Max Da Costa (Matt Damon) é o elemento que trará desequilíbrio à ordem mantida à força por Jessica Delacourt (Jodie Foster). Correndo contra o relógio para tentar curar os efeitos de uma exposição letal à radiação, ele encontra aliados em dois personagens interpretados por brasileiros: Frey (Alice Braga) e Spider (Wagner Moura). Sua meta é uma rápida sessão numa das máquinas médicas (chamadas de Med-Bays), o que reverterá sua sentença de morte.
É bom lembrar que falamos de um típico produto de Hollywood, com direito a explosões, correrias e até um exoesqueleto que faz o herói ter ares de robocop. No entanto, a teia armada não impede ver em Elysium uma metáfora sobre a desigualdade. Afinal, se todos são cidadãos por que uns têm mais direitos que outros?
A UTOPIA DA IGUALDADE
Um dos que ajuda a dar a resposta é George Orwell. Na metáfora que propõe em A Revolução dos Bichos (1945), um dos textos mais ácidos sobre as origens do totalitarismo, uma fazenda é tomada de assalto pelos seus animais, descontentes com o tratamento “desumano” dado pelos donos. Contudo, após o clima de igualdade absoluta do início, as regras vão se impondo na mesma medida que novas castas se instalam. “Todos os animais são iguais, mas alguns são mais iguais que os outros”, anuncia um dos mandamentos subvertidos para manter a ordem.
De relance pode até parecer que Elysium não tem nada a ver com o Brasil. Mas basta um mergulho nas urgências e emergências para constatar que a distopia tem endereço. O relatório da Comissão de Direitos Humanos da Câmara, que em 2013, vistoriou alguns dos principais hospitais de portas abertas do país testemunha essa sinistra proximidade entre o fato e a ficção.

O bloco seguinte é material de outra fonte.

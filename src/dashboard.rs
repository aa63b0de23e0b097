//! Overview tab, data-quality tab and the full per-tab report.

use serde::Serialize;
use std::collections::{BTreeMap, BTreeSet};

use crate::config::Config;
use crate::filters::Filters;
use crate::fraud::{self, FraudConfig, FraudReport};
use crate::geo::{self, GeoPoint};
use crate::ketidaksesuaian::{self, KetidaksesuaianReport};
use crate::korelasi::{self, KorelasiReport};
use crate::logging::{log, obj, run_id, ts_now, v_num, v_str, Domain, Level, ProfileScope};
use crate::metrics::{self, Bucket, SeriesPoint};
use crate::program::{self, ProgramData, ProgramReport, TreatmentOverview, KATEGORI_PENGELOLAAN};
use crate::sheets::{SheetManifest, SheetName, Table, Workbook};
use crate::survey::{self, Gauge, SurveyKind, SurveyReport};
use crate::timbulan::{self, CrossSheetTotals, TimbulanData, TimbulanReport};

#[derive(Debug, Clone, Default, PartialEq, Serialize)]
pub struct OverviewMetrics {
    pub total_timbulan: f64,
    pub total_timbulan_all: f64,
    pub jumlah_program: usize,
    pub ketidaksesuaian_valid: usize,
    pub temuan_masuk: usize,
}

/// Unfiltered headline numbers. Only `valid`/`Valid` status counts.
pub fn overview_metrics(wb: &Workbook) -> OverviewMetrics {
    let timbulan = wb.table(SheetName::Timbulan);
    let program = wb.table(SheetName::Program);
    let ket = wb.table(SheetName::Ketidaksesuaian);
    let sum = |t: &Table, col: &str| t.iter().filter_map(|r| r.num(col)).sum::<f64>();
    OverviewMetrics {
        total_timbulan: sum(timbulan, "timbulan"),
        total_timbulan_all: sum(timbulan, "data_input_total"),
        jumlah_program: program.iter().filter(|r| r.get("nama_program").is_some()).count(),
        ketidaksesuaian_valid: ket
            .iter()
            .filter(|r| matches!(r.get("status_temuan"), Some("valid") | Some("Valid")))
            .count(),
        temuan_masuk: ket.iter().filter(|r| r.get("status_temuan").is_some()).count(),
    }
}

#[derive(Debug, Clone, Copy, PartialEq, Eq, Serialize)]
pub enum MapLayer {
    Site,
    Cctv,
    Keduanya,
}

impl MapLayer {
    pub fn parse(raw: &str) -> Self {
        match raw.trim().to_lowercase().as_str() {
            "site" | "timbulan" => MapLayer::Site,
            "cctv" => MapLayer::Cctv,
            _ => MapLayer::Keduanya,
        }
    }

    fn sites(&self) -> bool {
        matches!(self, MapLayer::Site | MapLayer::Keduanya)
    }

    fn cctv(&self) -> bool {
        matches!(self, MapLayer::Cctv | MapLayer::Keduanya)
    }
}

#[derive(Debug, Clone, PartialEq, Serialize)]
pub struct SiteMarker {
    pub site: String,
    pub company_code: String,
    pub point: GeoPoint,
    /// `None` when no timbulan rows join to the coordinate.
    pub total_timbulan: Option<f64>,
    pub sampah_terkelola: Option<f64>,
    pub sampah_tidak_terkelola: Option<f64>,
}

/// Koordinat_UTM points joined on (site, company code) to timbulan totals
/// and daily Pengelolaan output.
pub fn site_markers(wb: &Workbook, days_period: f64) -> Vec<SiteMarker> {
    let koordinat = wb.table(SheetName::KoordinatUtm);
    let timbulan = TimbulanData::from_table(wb.table(SheetName::Timbulan));
    if koordinat.is_empty() || timbulan.records.is_empty() || !koordinat.has_all(&["x", "y"]) {
        return Vec::new();
    }

    let generated = metrics::sum_by(
        &timbulan.records,
        |r| (r.site.clone(), geo::company_to_code(&r.perusahaan)),
        |r| Some(r.timbulan),
    );
    let program = ProgramData::from_table(wb.table(SheetName::Program));
    let managed: BTreeMap<(String, String), f64> = metrics::sum_by(
        &program.records.iter().filter(|r| r.kategori == KATEGORI_PENGELOLAAN).collect::<Vec<_>>(),
        |r| (r.site.clone(), geo::company_to_code(&r.perusahaan)),
        |r| Some(r.total_calc.unwrap_or(0.0)),
    );

    koordinat
        .iter()
        .filter_map(|row| {
            let x = row.num("x")?;
            let y = row.num("y")?;
            let site = row.text("site");
            let company_code = geo::company_to_code(&row.text("company"));
            let key = (site.clone(), company_code.clone());
            let total = generated.get(&key).copied();
            let terkelola = total.map(|_| {
                let sum = managed.get(&key).copied().unwrap_or(0.0);
                if days_period > 0.0 {
                    sum / days_period
                } else {
                    0.0
                }
            });
            Some(SiteMarker {
                point: geo::utm_to_wgs84(x, y, geo::UTM_ZONE),
                sampah_tidak_terkelola: total.zip(terkelola).map(|(t, k)| t - k),
                total_timbulan: total,
                sampah_terkelola: terkelola,
                site,
                company_code,
            })
        })
        .collect()
}

#[derive(Debug, Clone, PartialEq, Serialize)]
pub struct CctvMarker {
    pub nama_titik: String,
    pub perusahaan: String,
    pub site: String,
    pub coverage: String,
    pub point: GeoPoint,
    pub color: &'static str,
}

/// CCTV points with a classifiable coordinate, coloured per company.
pub fn cctv_markers(cctv: &Table) -> Vec<CctvMarker> {
    if !cctv.has_all(&["easting", "northing"]) {
        return Vec::new();
    }
    let located: Vec<(crate::sheets::Row<'_>, GeoPoint)> = cctv
        .iter()
        .filter_map(|r| geo::parse_coord(&r.text("easting"), &r.text("northing")).map(|p| (r, p)))
        .collect();
    let companies: Vec<String> = located
        .iter()
        .filter_map(|(r, _)| r.get("perusahaan").map(str::to_string))
        .collect::<BTreeSet<_>>()
        .into_iter()
        .collect();
    located
        .into_iter()
        .map(|(r, point)| {
            let perusahaan = r.text("perusahaan");
            CctvMarker {
                nama_titik: r.text("nama_titik_penaatan_ts"),
                color: geo::assign_color(&perusahaan, &companies),
                site: r.text("site"),
                coverage: r.text("coverage_cctv"),
                perusahaan,
                point,
            }
        })
        .collect()
}

#[derive(Debug, Clone, PartialEq, Serialize)]
pub struct Overview {
    pub metrics: OverviewMetrics,
    pub treatment: TreatmentOverview,
    /// Span of the Program `tanggal` column in days, when present.
    pub tanggal_span_days: Option<i64>,
    pub site_markers: Vec<SiteMarker>,
    pub cctv_markers: Vec<CctvMarker>,
    pub proporsi_jenis_timbulan: Vec<Bucket>,
    pub per_site_jenis_timbulan: Vec<SeriesPoint>,
    pub proporsi_ketidaksesuaian: Vec<Bucket>,
    pub gauge_optimalitas: Option<Gauge>,
}

pub fn overview(wb: &Workbook, cfg: &Config, layer: MapLayer) -> Overview {
    let _scope = ProfileScope::new("overview");
    let headline = overview_metrics(wb);
    let programs = ProgramData::from_table(wb.table(SheetName::Program));
    let days = cfg.days_period as f64;
    let treatment = program::treatment_overview(&programs.records, headline.total_timbulan, days);

    let timbulan = TimbulanData::from_table(wb.table(SheetName::Timbulan));
    let (proporsi_jenis_timbulan, per_site_jenis_timbulan) = if wb.table(SheetName::Timbulan).has("jenis_timbulan") {
        let pie = metrics::buckets(metrics::sum_by(&timbulan.records, |r| r.jenis_timbulan.clone(), |r| Some(r.timbulan)));
        let mut bars: Vec<SeriesPoint> =
            metrics::sum_by(&timbulan.records, |r| (r.site.clone(), r.jenis_timbulan.clone()), |r| Some(r.timbulan))
                .into_iter()
                .map(|((x, series), value)| SeriesPoint { x, series, value })
                .collect();
        bars.sort_by(|a, b| {
            a.x.cmp(&b.x)
                .then(b.value.partial_cmp(&a.value).unwrap_or(std::cmp::Ordering::Equal))
        });
        (pie, bars)
    } else {
        (Vec::new(), Vec::new())
    };

    let ket = wb.table(SheetName::Ketidaksesuaian);
    let proporsi_ketidaksesuaian = if ket.has("kategori_subketidaksesuaian") {
        let kategori: Vec<&str> = ket
            .iter()
            .filter(|r| r.text("status_temuan").to_lowercase() == "valid")
            .filter_map(|r| r.get("kategori_subketidaksesuaian"))
            .collect();
        metrics::value_counts(kategori.into_iter())
    } else {
        Vec::new()
    };

    Overview {
        tanggal_span_days: programs.tanggal_span_days(),
        site_markers: if layer.sites() { site_markers(wb, days) } else { Vec::new() },
        cctv_markers: if layer.cctv() { cctv_markers(wb.table(SheetName::Cctv)) } else { Vec::new() },
        gauge_optimalitas: survey::overview_gauge(&survey::q2_values(&wb.survey())),
        metrics: headline,
        treatment,
        proporsi_jenis_timbulan,
        per_site_jenis_timbulan,
        proporsi_ketidaksesuaian,
    }
}

#[derive(Debug, Clone, PartialEq, Serialize)]
pub struct SheetPreview {
    pub sheet: &'static str,
    pub rows: usize,
    pub columns: usize,
    pub preview: Table,
}

#[derive(Debug, Clone, Serialize)]
pub struct DataQuality {
    pub previews: Vec<SheetPreview>,
    pub manifests: Vec<SheetManifest>,
    pub errors: Vec<String>,
}

pub fn data_quality(wb: &Workbook) -> DataQuality {
    let previews = SheetName::ALL
        .iter()
        .map(|&sheet| {
            let table = wb.table(sheet);
            let n = match sheet {
                SheetName::KoordinatUtm | SheetName::Cctv => 50,
                _ => 100,
            };
            SheetPreview { sheet: sheet.as_str(), rows: table.len(), columns: table.columns.len(), preview: table.head(n) }
        })
        .collect();
    DataQuality { previews, manifests: wb.manifests.clone(), errors: wb.errors.clone() }
}

/// Program, non-conformance and year totals for the timbulan tab cards.
pub fn cross_sheet_totals(wb: &Workbook, f: &Filters) -> CrossSheetTotals {
    let programs = ProgramData::from_table(wb.table(SheetName::Program));
    let selected: Vec<&program::ProgramRecord> = programs
        .records
        .iter()
        .filter(|r| f.site_company_ok(&r.site, &r.perusahaan))
        .filter(|r| !programs.has_year || f.year_ok(r.tahun))
        .collect();
    let (reports, _) = ketidaksesuaian::parse_reports(wb.table(SheetName::Ketidaksesuaian));
    let ket = ketidaksesuaian::compute_metrics(&ketidaksesuaian::apply_filters(&reports, f));

    let mut years: BTreeSet<i32> = TimbulanData::from_table(wb.table(SheetName::Timbulan)).years();
    years.extend(programs.years());
    years.extend(programs.records.iter().filter_map(|r| r.tahun));

    CrossSheetTotals {
        jumlah_program: selected.iter().filter(|r| r.has_name()).count(),
        total_program: selected.iter().filter_map(|r| r.total_calc).sum(),
        ketidaksesuaian_valid: ket.valid,
        temuan_masuk: ket.temuan_masuk,
        available_year_count: years.len(),
    }
}

#[derive(Debug, Clone, Serialize)]
pub struct DashboardReport {
    pub run_id: String,
    pub generated_at: String,
    pub params_fingerprint: String,
    pub filters: Filters,
    pub overview: Overview,
    pub timbulan: TimbulanReport,
    pub program: ProgramReport,
    pub survei: SurveyReport,
    pub ketidaksesuaian: KetidaksesuaianReport,
    pub fraud: FraudReport,
    pub korelasi: Option<KorelasiReport>,
    pub data_quality: DataQuality,
}

pub fn timbulan_tab(wb: &Workbook, f: &Filters) -> TimbulanReport {
    timbulan::build_report(
        wb.table(SheetName::Timbulan),
        wb.table(SheetName::JmlCctv),
        cross_sheet_totals(wb, f),
        f,
    )
}

pub fn program_tab(wb: &Workbook, cfg: &Config, f: &Filters) -> ProgramReport {
    let timbulan = TimbulanData::from_table(wb.table(SheetName::Timbulan));
    program::build_report(wb.table(SheetName::Program), &timbulan, f, cfg.days_period)
}

/// Fraud labels computed over the whole sheet, shown for the reports that
/// pass the sidebar filters.
pub fn fraud_tab(wb: &Workbook, cfg: &Config, f: &Filters) -> FraudReport {
    fraud::build_report(wb.table(SheetName::Ketidaksesuaian), &FraudConfig::from(cfg), f)
}

pub fn korelasi_tab(wb: &Workbook, cfg: &Config, f: &Filters) -> Option<KorelasiReport> {
    korelasi::build_report(
        &wb.survey(),
        wb.table(SheetName::Ketidaksesuaian),
        f,
        &FraudConfig::from(cfg),
        cfg.alpha,
    )
}

pub fn build(wb: &Workbook, cfg: &Config, f: &Filters, kind: SurveyKind) -> DashboardReport {
    let _scope = ProfileScope::new("dashboard_report");
    let report = DashboardReport {
        run_id: run_id(),
        generated_at: ts_now(),
        params_fingerprint: cfg.params_fingerprint(),
        filters: f.clone(),
        overview: overview(wb, cfg, MapLayer::Keduanya),
        timbulan: timbulan_tab(wb, f),
        program: program_tab(wb, cfg, f),
        survei: survey::build_report(wb, kind, f),
        ketidaksesuaian: ketidaksesuaian::build_report(wb.table(SheetName::Ketidaksesuaian), f),
        fraud: fraud_tab(wb, cfg, f),
        korelasi: korelasi_tab(wb, cfg, f),
        data_quality: data_quality(wb),
    };
    log(
        Level::Info,
        Domain::Report,
        "report_built",
        obj(&[
            ("params", v_str(&report.params_fingerprint)),
            ("sheet_errors", v_num(report.data_quality.errors.len() as f64)),
            ("fraud_total", v_num(report.fraud.total as f64)),
        ]),
    );
    report
}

Não existem Med-Bays à disposição dos pacientes brasileiros. Afinal, elas materializam um sonho tecnológico ainda distante. Só que nem mesmo prosaicos leitos existem em quantidade suficiente para receber aqueles que precisam de cuidados. De acordo com levantamento do Conselho Federal de Medicina (CFM) de 2018, menos de 10% dos municípios brasileiros possuem leito de UTI. Ao todo, o Brasil possui quase 45 mil leitos de UTI, segundo informações do Cadastro Nacional de Estabelecimentos de Saúde. Pouco menos da metade (49%) está disponível para o SUS e a outra parte é reservada exclusivamente à saúde privada ou suplementar (planos de saúde), que hoje atende a 23% da população
O que une Elysium e o Brasil são os ecos da desigualdade na assistência. Se o Movimento da Reforma Sanitária ajudou a cunhar o termo equidade na Constituição de 1988 – no que se refere ao direito de todos e dever do Estado em assegurar o “acesso universal e igualitário às ações e serviços de saúde”, sem preconceitos ou privilégios de qualquer espécie –, percebe-se que a intenção ainda insiste em se manter no campo teórico ou da previsão legal.
Para alguns pesquisadores, a equidade em saúde representa o pêndulo entre a justiça e a distribuição igualitária. “Iniquidades em saúde referem-se a diferenças desnecessárias e evitáveis e que são ao mesmo tempo consideradas injustas e indesejáveis. O termo iniquidade tem, assim, uma dimensão ética e social”, relata Margareth Whitehead, apontada como autora deste conceito.
Essa definição, que bebe na fonte da Teoria da Justiça, de John Rawls, também se relaciona ao princípio de equidade, que surgiu no período contemporâneo associado aos direitos das minorias, que muitas vezes compõem maiorias, contemplando-se a diversidade das sociedades modernas.
“Dessa forma, a ideia de equidade foi incorporada e até mesmo substituiu o conceito de igualdade. Igualdade significaria a distribuição homogênea, a cada pessoa uma mesma quantidade de bens ou serviços. Equidade, por sua vez, levaria em consideração que as pessoas são diferentes, têm necessidades diversas”, pontuou Sarah Escorel, professora da Fiocruz, em texto no qual aborda o tema.